§ DIRECTIONS
Every line of the data that contains the string "Linux" must be copied.

(Saved data entries)
───
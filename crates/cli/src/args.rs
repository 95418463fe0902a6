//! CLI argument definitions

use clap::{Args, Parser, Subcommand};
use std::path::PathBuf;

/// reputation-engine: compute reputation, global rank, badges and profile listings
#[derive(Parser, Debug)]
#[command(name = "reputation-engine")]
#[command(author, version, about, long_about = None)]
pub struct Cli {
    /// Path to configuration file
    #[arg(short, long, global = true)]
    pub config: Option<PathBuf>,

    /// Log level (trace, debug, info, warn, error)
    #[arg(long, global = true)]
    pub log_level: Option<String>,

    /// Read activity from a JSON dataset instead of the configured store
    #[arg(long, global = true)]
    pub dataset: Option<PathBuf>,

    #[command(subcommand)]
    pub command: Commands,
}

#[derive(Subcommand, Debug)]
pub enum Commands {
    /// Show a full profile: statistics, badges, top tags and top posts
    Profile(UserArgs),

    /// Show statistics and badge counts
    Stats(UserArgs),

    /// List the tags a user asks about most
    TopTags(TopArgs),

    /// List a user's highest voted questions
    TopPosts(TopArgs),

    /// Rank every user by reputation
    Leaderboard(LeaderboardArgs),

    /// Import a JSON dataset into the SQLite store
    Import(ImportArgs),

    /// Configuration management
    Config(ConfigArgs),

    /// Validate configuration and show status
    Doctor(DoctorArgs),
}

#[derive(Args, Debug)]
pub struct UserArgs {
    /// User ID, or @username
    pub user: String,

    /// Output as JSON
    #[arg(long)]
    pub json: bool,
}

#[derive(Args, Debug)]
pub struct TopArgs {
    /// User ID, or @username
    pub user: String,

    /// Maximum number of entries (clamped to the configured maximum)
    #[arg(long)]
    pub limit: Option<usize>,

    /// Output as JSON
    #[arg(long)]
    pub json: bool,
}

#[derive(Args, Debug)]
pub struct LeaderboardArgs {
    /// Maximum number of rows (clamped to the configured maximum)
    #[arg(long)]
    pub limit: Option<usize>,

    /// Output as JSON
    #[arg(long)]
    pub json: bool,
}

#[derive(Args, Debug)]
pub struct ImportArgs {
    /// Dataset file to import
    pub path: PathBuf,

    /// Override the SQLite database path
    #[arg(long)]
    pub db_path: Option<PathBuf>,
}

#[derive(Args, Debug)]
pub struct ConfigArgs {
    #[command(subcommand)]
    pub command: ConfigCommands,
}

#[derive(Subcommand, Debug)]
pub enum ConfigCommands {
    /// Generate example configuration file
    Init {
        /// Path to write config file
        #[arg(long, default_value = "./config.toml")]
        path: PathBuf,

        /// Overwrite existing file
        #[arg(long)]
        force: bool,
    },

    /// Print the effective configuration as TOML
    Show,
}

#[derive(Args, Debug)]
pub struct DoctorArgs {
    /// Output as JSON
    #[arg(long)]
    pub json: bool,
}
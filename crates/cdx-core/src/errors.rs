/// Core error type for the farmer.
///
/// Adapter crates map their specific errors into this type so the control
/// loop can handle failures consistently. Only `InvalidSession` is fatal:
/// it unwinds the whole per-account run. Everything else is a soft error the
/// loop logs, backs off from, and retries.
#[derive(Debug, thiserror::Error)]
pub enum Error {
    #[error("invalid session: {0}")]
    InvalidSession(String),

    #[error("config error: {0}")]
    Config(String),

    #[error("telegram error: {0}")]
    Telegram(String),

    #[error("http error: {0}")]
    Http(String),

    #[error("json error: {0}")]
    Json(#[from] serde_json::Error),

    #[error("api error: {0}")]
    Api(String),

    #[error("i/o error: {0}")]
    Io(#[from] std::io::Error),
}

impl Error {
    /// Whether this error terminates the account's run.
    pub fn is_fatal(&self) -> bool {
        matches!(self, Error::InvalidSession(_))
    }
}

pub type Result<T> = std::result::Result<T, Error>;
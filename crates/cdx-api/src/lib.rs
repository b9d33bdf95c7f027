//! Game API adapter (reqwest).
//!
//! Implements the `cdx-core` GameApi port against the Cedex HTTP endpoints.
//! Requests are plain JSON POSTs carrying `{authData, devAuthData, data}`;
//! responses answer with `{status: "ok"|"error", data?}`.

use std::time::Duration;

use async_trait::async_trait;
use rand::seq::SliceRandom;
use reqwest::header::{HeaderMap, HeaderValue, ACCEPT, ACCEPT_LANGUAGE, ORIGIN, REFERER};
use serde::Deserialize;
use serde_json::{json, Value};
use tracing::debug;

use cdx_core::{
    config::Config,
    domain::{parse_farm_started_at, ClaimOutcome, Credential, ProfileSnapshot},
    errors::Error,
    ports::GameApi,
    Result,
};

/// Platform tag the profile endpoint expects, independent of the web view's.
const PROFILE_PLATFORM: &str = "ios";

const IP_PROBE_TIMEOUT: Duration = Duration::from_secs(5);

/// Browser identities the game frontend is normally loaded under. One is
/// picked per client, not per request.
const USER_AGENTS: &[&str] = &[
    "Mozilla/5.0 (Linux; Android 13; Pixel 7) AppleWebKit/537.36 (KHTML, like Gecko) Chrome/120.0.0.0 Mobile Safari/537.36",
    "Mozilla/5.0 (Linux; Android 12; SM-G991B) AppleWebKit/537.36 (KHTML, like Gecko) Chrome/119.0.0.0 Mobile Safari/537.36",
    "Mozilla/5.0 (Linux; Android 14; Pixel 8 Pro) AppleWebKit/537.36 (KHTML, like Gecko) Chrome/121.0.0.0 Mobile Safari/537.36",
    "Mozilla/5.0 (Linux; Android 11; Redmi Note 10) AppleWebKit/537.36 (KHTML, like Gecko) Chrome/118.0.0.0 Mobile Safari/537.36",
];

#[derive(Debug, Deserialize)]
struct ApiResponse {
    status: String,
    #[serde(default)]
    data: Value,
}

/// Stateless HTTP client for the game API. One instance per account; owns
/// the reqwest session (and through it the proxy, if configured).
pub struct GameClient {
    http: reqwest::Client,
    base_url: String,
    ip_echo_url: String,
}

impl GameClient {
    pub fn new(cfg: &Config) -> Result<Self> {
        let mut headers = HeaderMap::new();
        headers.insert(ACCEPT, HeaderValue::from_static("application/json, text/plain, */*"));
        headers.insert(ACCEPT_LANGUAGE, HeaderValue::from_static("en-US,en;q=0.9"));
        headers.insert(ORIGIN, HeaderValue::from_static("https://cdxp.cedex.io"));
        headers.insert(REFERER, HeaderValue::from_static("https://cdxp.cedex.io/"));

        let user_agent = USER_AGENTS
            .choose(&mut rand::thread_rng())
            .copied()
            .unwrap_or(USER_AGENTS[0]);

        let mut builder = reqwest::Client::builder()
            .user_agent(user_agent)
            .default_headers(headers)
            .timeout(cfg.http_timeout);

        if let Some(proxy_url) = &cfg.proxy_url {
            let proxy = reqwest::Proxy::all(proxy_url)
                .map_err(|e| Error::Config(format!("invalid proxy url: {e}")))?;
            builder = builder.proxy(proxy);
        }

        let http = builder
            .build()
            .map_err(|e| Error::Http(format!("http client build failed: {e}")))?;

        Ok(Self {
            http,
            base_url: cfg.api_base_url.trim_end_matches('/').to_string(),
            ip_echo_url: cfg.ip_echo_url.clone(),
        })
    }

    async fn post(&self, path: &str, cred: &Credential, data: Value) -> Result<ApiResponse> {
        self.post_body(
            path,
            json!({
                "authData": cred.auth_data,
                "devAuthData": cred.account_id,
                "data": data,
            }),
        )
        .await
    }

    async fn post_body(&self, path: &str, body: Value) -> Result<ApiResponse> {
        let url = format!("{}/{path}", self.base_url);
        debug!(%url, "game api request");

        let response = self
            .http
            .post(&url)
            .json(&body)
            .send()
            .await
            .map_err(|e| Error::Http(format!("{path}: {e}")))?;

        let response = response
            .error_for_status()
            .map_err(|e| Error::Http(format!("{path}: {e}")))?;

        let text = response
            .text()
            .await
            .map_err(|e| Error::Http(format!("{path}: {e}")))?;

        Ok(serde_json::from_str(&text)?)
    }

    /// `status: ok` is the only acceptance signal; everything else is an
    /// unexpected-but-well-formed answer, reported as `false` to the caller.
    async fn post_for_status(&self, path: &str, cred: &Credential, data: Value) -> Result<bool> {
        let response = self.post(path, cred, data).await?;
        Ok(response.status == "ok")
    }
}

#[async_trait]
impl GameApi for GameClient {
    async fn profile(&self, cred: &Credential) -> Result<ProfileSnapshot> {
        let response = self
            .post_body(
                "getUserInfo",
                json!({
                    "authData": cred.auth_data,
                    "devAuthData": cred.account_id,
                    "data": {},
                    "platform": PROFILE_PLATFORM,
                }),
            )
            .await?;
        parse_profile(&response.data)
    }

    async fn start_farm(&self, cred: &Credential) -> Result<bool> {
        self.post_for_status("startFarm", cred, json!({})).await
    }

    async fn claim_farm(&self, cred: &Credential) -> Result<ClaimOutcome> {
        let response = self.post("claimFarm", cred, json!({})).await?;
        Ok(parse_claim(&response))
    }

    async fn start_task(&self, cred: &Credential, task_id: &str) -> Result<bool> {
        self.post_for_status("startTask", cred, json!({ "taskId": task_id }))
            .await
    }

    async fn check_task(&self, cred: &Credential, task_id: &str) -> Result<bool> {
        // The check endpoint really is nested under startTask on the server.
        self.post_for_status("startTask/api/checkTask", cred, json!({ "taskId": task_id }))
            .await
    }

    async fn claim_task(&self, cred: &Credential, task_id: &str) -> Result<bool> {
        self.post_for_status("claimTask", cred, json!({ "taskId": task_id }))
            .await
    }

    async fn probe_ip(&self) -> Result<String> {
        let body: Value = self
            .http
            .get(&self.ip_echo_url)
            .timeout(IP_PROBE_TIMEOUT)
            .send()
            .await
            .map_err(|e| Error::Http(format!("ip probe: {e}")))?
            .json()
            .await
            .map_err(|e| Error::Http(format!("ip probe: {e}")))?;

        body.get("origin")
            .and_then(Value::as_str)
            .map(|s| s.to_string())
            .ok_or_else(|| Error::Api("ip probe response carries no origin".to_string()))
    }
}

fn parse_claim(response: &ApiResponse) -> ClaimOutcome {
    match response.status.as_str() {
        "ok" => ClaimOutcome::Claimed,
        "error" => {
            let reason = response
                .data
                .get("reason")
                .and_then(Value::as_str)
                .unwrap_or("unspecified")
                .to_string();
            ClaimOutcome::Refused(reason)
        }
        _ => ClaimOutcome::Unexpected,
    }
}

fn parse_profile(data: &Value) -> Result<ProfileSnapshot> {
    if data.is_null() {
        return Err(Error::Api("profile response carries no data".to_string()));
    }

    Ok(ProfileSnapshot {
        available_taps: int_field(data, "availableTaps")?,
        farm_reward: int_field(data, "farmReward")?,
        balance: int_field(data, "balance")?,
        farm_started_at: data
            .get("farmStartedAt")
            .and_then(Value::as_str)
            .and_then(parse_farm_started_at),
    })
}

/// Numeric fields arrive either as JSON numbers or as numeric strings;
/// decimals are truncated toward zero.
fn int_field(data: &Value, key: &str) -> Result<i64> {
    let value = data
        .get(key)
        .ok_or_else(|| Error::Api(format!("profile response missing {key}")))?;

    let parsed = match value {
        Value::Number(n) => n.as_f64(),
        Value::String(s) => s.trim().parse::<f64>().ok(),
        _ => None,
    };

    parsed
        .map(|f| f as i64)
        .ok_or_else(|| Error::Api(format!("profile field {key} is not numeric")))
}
───
§ TASK OUTPUT
    "Mozilla/5.0 (Linux; Android 13; Pixel 7) AppleWebKit/537.36 (KHTML, like Gecko) Chrome/120.0.0.0 Mobile Safari/537.36",
    "Mozilla/5.0 (Linux; Android 12; SM-G991B) AppleWebKit/537.36 (KHTML, like Gecko) Chrome/119.0.0.0 Mobile Safari/537.36",
    "Mozilla/5.0 (Linux; Android 14; Pixel 8 Pro) AppleWebKit/537.36 (KHTML, like Gecko) Chrome/121.0.0.0 Mobile Safari/537.36",
    "Mozilla/5.0 (Linux; Android 11; Redmi Note 10) AppleWebKit/537.36 (KHTML, like Gecko) Chrome/118.0.0.0 Mobile Safari/537.36",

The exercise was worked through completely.